Traveling to South Sudan
After a 34 hour journey that included enduring a non-airconditioned airplane in DC for 2 hours in the 98 degree heat while we waited for them to “fix” whatever was wrong, a full out sprint in Brussels through two terminals to avoid a night’s stay, and another two and half hour hangout in Rwanda, I was finally back in South Sudan to reconvene with friends and fellow educators. This was my third trip to the world’s newest country where I’ve led workshops training teachers and administrators to help bolster their schools performance and clout in their respected communities.
This past trip in June was a little different: usually I go for 12 days and this time it was 19, I’m usually in one place and this time I spent most of the time in a 1991 Toyota Land Cruiser bouncing across three countries (Congo, Uganda, South Sudan), and usually I’m with a team of 5 or 6 but this time it was me and one other guy! The results, however, were the same—an amazing experience!
My primary objective on this trip was to meet with school leaders across the country and hear from them the challenges they face as a school and what we can do to help support their schools. In all, I visited 12 different schools and visited with 77 teachers.

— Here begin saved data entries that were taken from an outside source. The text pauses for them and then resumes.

//! Endpoint candidates and their signalling encoding.
//!
//! A candidate is one possible UDP endpoint for the local side: a host
//! address discovered from the socket or the interface table, or the
//! reflexive address a STUN server reported. Candidate lists travel to the
//! peer as a JSON blob over whatever signalling channel the caller provides.

use std::fmt;
use std::net::SocketAddr;
use std::sync::OnceLock;

use ipnet::IpNet;
use serde::{Deserialize, Serialize};

/// One possible UDP endpoint, with its selection priority.
#[derive(Debug, Clone, Serialize, Deserialize)]
pub struct Candidate {
    /// The candidate transport address.
    pub addr: SocketAddr,
    /// Selection priority; larger wins. Only the ordering is meaningful,
    /// and only among candidates from one gathering pass.
    pub prio: i64,
}

/// Candidates are the same endpoint when IP and port match; priority is
/// not part of identity.
impl PartialEq for Candidate {
    fn eq(&self, other: &Self) -> bool {
        self.addr.ip() == other.addr.ip() && self.addr.port() == other.addr.port()
    }
}

impl Eq for Candidate {}

impl fmt::Display for Candidate {
    fn fmt(&self, f: &mut fmt::Formatter<'_>) -> fmt::Result {
        write!(f, "{:#x} {}", self.prio, self.addr)
    }
}

/// Serialize a candidate list into the signalling blob.
///
/// # Errors
///
/// Returns a `serde_json` error if serialization fails.
pub fn encode_list(candidates: &[Candidate]) -> serde_json::Result<Vec<u8>> {
    serde_json::to_vec(candidates)
}

/// Deserialize a peer's signalling blob into its candidate list.
///
/// # Errors
///
/// Returns a `serde_json` error for anything that is not a list this crate
/// could have produced.
pub fn decode_list(blob: &[u8]) -> serde_json::Result<Vec<Candidate>> {
    serde_json::from_slice(blob)
}

/// Private-range prefixes that outrank public addresses.
fn lan_nets() -> &'static [IpNet] {
    static LAN_NETS: OnceLock<Vec<IpNet>> = OnceLock::new();
    LAN_NETS.get_or_init(|| {
        ["10.0.0.0/8", "172.16.0.0/12", "192.168.0.0/16", "fc00::/7"]
            .iter()
            .map(|net| net.parse().expect("literal prefix"))
            .collect()
    })
}

/// Drop candidates that repeat an earlier (IP, port) endpoint.
pub(crate) fn prune_duplicates(candidates: Vec<Candidate>) -> Vec<Candidate> {
    let mut unique: Vec<Candidate> = Vec::with_capacity(candidates.len());
    for candidate in candidates {
        if !unique.iter().any(|seen| *seen == candidate) {
            unique.push(candidate);
        }
    }
    unique
}

/// Assign priorities in enumeration order.
///
/// LAN addresses get bit 32 so they outrank anything public; `index << 16`
/// uniquifies every entry while leaving the low bits clear. The result is a
/// pure function of the list order.
pub(crate) fn assign_priorities(candidates: &mut [Candidate]) {
    for (index, candidate) in candidates.iter_mut().enumerate() {
        if lan_nets().iter().any(|net| net.contains(&candidate.addr.ip())) {
            candidate.prio |= 1 << 32;
        }
        candidate.prio += (index as i64) << 16;
    }
}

The power and value of education is so universal and it is always exciting to see engaged teachers who love their profession and want the best for their students.
If you haven’t seen in the news lately, South Sudan is struggling with tribal rivalries and ethnic differences that have led to horrible atrocities and major human rights violations. The country itself is on the verge of collapse only four years into its existence. This is why our work with education is of vital importance; educating future generations, the future leaders, can bring a positive change that will put South Sudan on the road toward stability, progress, and opportunity.
Education is the bedrock for any group of people to contribute effectively to their community and successfully participate in a democratic society. It’s our hope that we can help foster an educational environment where independent, higher order thinking takes place, pushing students to learn how to think for themselves and solve problems. I was excited to see student-focused learning taking place in the schools where we’ve conducted our previous two teacher workshops on this trip. In fact, one of the primary schools in the Kajo Keji district that we partner with produced the highest scoring marks for the entire Central Equatoria region of South Sudan!!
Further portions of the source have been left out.